Utilising industry-led and technology-driven innovation to build business resilience, unlock resources productivity and create employment opportunities are the critical pathways to economic recovery from COVID-19, according to NERA’s latest energy sector report.
Releasing the 2020 update of the Sector Competitiveness Plan, NERA (National Energy Resources Australia) has identified priority areas of action for the $93.1 billion energy resources sector to assist Australia’s communities and the economy rebuild from the global pandemic.
Central to recovery efforts is the urgent need for coherent, targeted and long-term energy and resources policies developed collaboratively between governments and industry over a 10-year horizon to improve productivity performance and manage the energy transition, including providing access to energy for a global population heading toward 9 billion by 2050. However, Australia’s ability to achieve this energy future requires industry to be globally competitive and grow, enabled by structural change to the economy and developing our R&D, innovation and invention into scalable, commercial and high value outcomes.
NERA CEO Miranda Taylor said in the midst of any crisis lies the opportunity for transformation. Australia can seize this once-in-a-generation window to drive structural economic change and growth, improve industry–government collaboration and accelerate the commercialisation and deployment of innovation (such as AI, automation and robotics and low emissions technologies) across industry sectors where we have a competitive and/or strategic advantage. These technologies should form Australia’s advanced manufacturing sector of the future.

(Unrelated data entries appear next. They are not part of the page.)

// handlers/mod.rs - Handler tiers
//
// public   - liveness and health probes, never touch a session
// api      - reads under /api; a session is optional unless the handler extracts AuthSession
// webhooks - identity-provider callbacks, authenticated by signature rather than session
pub mod api;
pub mod public;
pub mod webhooks;
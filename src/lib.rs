pub mod auth;
pub mod config;
pub mod database;
pub mod error;
pub mod handlers;
pub mod middleware;
pub mod server;
pub mod services;
pub mod state;
pub mod webhooks;

pub use server::app;
pub use state::AppState;
// handlers/public/liveness.rs - GET / and GET /api

use axum::response::Json;
use chrono::{SecondsFormat, Utc};
use serde_json::{json, Value};

/// GET / - fixed liveness payload with the current time
pub async fn root() -> Json<Value> {
    Json(json!({
        "status": "ok",
        "message": "Project Management API is live!",
        "timestamp": Utc::now().to_rfc3339_opts(SecondsFormat::Millis, true)
    }))
}

/// GET /api
pub async fn api_root() -> Json<Value> {
    Json(json!({
        "status": "ok",
        "message": "API endpoint working!"
    }))
}
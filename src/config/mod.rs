use once_cell::sync::Lazy;
use std::env;
use std::net::SocketAddr;
use std::str::FromStr;
use thiserror::Error;

#[derive(Debug, Clone)]
pub struct AppConfig {
    pub environment: Environment,
    pub server: ServerConfig,
    pub database: DatabaseConfig,
    pub api: ApiConfig,
    pub security: SecurityConfig,
    pub webhook: WebhookConfig,
}

#[derive(Debug, Clone, Copy, PartialEq, Eq)]
pub enum Environment {
    Development,
    Staging,
    Production,
}

#[derive(Debug, Clone)]
pub struct ServerConfig {
    pub host: String,
    pub port: u16,
}

#[derive(Debug, Clone)]
pub struct DatabaseConfig {
    /// Postgres URL. `None` selects the in-memory store.
    pub url: Option<String>,
    pub max_connections: u32,
    pub connection_timeout: u64,
    pub run_migrations: bool,
}

#[derive(Debug, Clone)]
pub struct ApiConfig {
    pub enable_request_logging: bool,
    pub max_request_size_bytes: usize,
}

#[derive(Debug, Clone)]
pub struct SecurityConfig {
    pub cors_origins: Vec<String>,
    pub secret_key: Option<String>,
    pub publishable_key: Option<String>,
    /// PEM-encoded RSA public key used to verify session tokens
    pub jwt_key: Option<String>,
    pub authorized_parties: Vec<String>,
    pub clock_skew_secs: u64,
}

#[derive(Debug, Clone)]
pub struct WebhookConfig {
    pub signing_secret: Option<String>,
    pub tolerance_secs: u64,
    pub sync_mode: SyncMode,
}

/// How identity events are applied to the users table
#[derive(Debug, Clone, Copy, PartialEq, Eq)]
pub enum SyncMode {
    /// Create inserts, update and delete require the row to exist
    Strict,
    /// Create and update upsert, delete tolerates a missing row
    Idempotent,
}

impl FromStr for SyncMode {
    type Err = ConfigError;

    fn from_str(s: &str) -> Result<Self, Self::Err> {
        match s.trim().to_ascii_lowercase().as_str() {
            "strict" => Ok(SyncMode::Strict),
            "idempotent" | "upsert" => Ok(SyncMode::Idempotent),
            other => Err(ConfigError::Invalid {
                key: "IDENTITY_SYNC_MODE",
                value: other.to_string(),
            }),
        }
    }
}

#[derive(Debug, Error)]
pub enum ConfigError {
    #[error("invalid value for {key}: {value}")]
    Invalid { key: &'static str, value: String },

    #[error("{0} must be set in production")]
    Required(&'static str),
}

impl AppConfig {
    pub fn from_env() -> Self {
        Self::from_lookup(|key| env::var(key).ok())
    }

    /// Builds the config from an arbitrary key lookup (env vars in the binary, maps in tests)
    pub fn from_lookup<F>(lookup: F) -> Self
    where
        F: Fn(&str) -> Option<String>,
    {
        let environment = match lookup("APP_ENV").as_deref() {
            Some("production") | Some("prod") => Environment::Production,
            Some("staging") | Some("stage") => Environment::Staging,
            _ => Environment::Development,
        };

        // Set defaults based on environment, then override with specific vars
        match environment {
            Environment::Production => Self::production(),
            Environment::Staging => Self::staging(),
            Environment::Development => Self::development(),
        }
        .with_overrides(lookup)
    }

    fn with_overrides<F>(mut self, lookup: F) -> Self
    where
        F: Fn(&str) -> Option<String>,
    {
        let non_empty = |key: &str| lookup(key).filter(|v| !v.trim().is_empty());

        // Server overrides
        if let Some(v) = non_empty("HOST") {
            self.server.host = v;
        }
        if let Some(v) = non_empty("PORT") {
            self.server.port = v.parse().unwrap_or(self.server.port);
        }

        // Database overrides
        if let Some(v) = non_empty("DATABASE_URL") {
            self.database.url = Some(v);
        }
        if let Some(v) = non_empty("DATABASE_MAX_CONNECTIONS") {
            self.database.max_connections = v.parse().unwrap_or(self.database.max_connections);
        }
        if let Some(v) = non_empty("DATABASE_CONNECTION_TIMEOUT") {
            self.database.connection_timeout = v.parse().unwrap_or(self.database.connection_timeout);
        }
        if let Some(v) = non_empty("DATABASE_RUN_MIGRATIONS") {
            self.database.run_migrations = v.parse().unwrap_or(self.database.run_migrations);
        }

        // API overrides
        if let Some(v) = non_empty("API_ENABLE_REQUEST_LOGGING") {
            self.api.enable_request_logging = v.parse().unwrap_or(self.api.enable_request_logging);
        }
        if let Some(v) = non_empty("API_MAX_REQUEST_SIZE_BYTES") {
            self.api.max_request_size_bytes = v.parse().unwrap_or(self.api.max_request_size_bytes);
        }

        // Security overrides
        if let Some(v) = lookup("CORS_ORIGINS") {
            self.security.cors_origins = split_list(&v);
        }
        if let Some(v) = non_empty("CLERK_SECRET_KEY") {
            self.security.secret_key = Some(v);
        }
        if let Some(v) = non_empty("CLERK_PUBLISHABLE_KEY") {
            self.security.publishable_key = Some(v);
        }
        if let Some(v) = non_empty("CLERK_JWT_KEY") {
            // PEM keys in .env files usually carry escaped newlines
            self.security.jwt_key = Some(v.replace("\\n", "\n"));
        }
        if let Some(v) = lookup("CLERK_AUTHORIZED_PARTIES") {
            self.security.authorized_parties = split_list(&v);
        }
        if let Some(v) = non_empty("AUTH_CLOCK_SKEW_SECS") {
            self.security.clock_skew_secs = v.parse().unwrap_or(self.security.clock_skew_secs);
        }

        // Webhook overrides
        if let Some(v) = non_empty("CLERK_WEBHOOK_SECRET") {
            self.webhook.signing_secret = Some(v);
        }
        if let Some(v) = non_empty("WEBHOOK_TOLERANCE_SECS") {
            self.webhook.tolerance_secs = v.parse().unwrap_or(self.webhook.tolerance_secs);
        }
        if let Some(v) = non_empty("IDENTITY_SYNC_MODE") {
            match v.parse() {
                Ok(mode) => self.webhook.sync_mode = mode,
                Err(e) => tracing::warn!("{}, keeping {:?}", e, self.webhook.sync_mode),
            }
        }

        self
    }

    /// Rejects combinations that are unsafe outside development
    pub fn validate(&self) -> Result<(), ConfigError> {
        if self.environment == Environment::Production {
            if self.database.url.is_none() {
                return Err(ConfigError::Required("DATABASE_URL"));
            }
            if self.webhook.signing_secret.is_none() {
                return Err(ConfigError::Required("CLERK_WEBHOOK_SECRET"));
            }
        }
        Ok(())
    }

    pub fn bind_addr(&self) -> Result<SocketAddr, ConfigError> {
        let addr = format!("{}:{}", self.server.host, self.server.port);
        addr.parse().map_err(|_| ConfigError::Invalid {
            key: "HOST",
            value: addr,
        })
    }

    pub fn development() -> Self {
        Self {
            environment: Environment::Development,
            server: ServerConfig {
                host: "0.0.0.0".to_string(),
                port: 5001,
            },
            database: DatabaseConfig {
                url: None,
                max_connections: 5,
                connection_timeout: 30,
                run_migrations: true,
            },
            api: ApiConfig {
                enable_request_logging: true,
                max_request_size_bytes: 1024 * 1024, // 1MB
            },
            security: SecurityConfig {
                cors_origins: Vec::new(),
                secret_key: None,
                publishable_key: None,
                jwt_key: None,
                authorized_parties: Vec::new(),
                clock_skew_secs: 5,
            },
            webhook: WebhookConfig {
                signing_secret: None,
                tolerance_secs: 300,
                sync_mode: SyncMode::Idempotent,
            },
        }
    }

    fn staging() -> Self {
        let mut config = Self::development();
        config.environment = Environment::Staging;
        config.database.max_connections = 10;
        config.database.connection_timeout = 10;
        config
    }

    fn production() -> Self {
        let mut config = Self::development();
        config.environment = Environment::Production;
        config.database.max_connections = 20;
        config.database.connection_timeout = 5;
        config.api.enable_request_logging = false;
        config.api.max_request_size_bytes = 512 * 1024;
        config
    }
}

fn split_list(value: &str) -> Vec<String> {
    value
        .split(',')
        .map(|s| s.trim().to_string())
        .filter(|s| !s.is_empty())
        .collect()
}

// Global singleton config - initialized once at startup
pub static CONFIG: Lazy<AppConfig> = Lazy::new(AppConfig::from_env);

// Convenience function for accessing config
pub fn config() -> &'static AppConfig {
    &CONFIG
}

“Gas and coal, coupled with carbon capture, utilisation and storage (CCUS), will continue to play an important role in helping Australia navigate the energy transition; however, critical minerals, coupled with batteries, and renewables including solar, wind and hydrogen coupled with advanced digital technologies are central to our energy future. This needs to be backed by coordinated and targeted policies that attract investment, build competitive markets and create growth and jobs,” Ms Taylor said.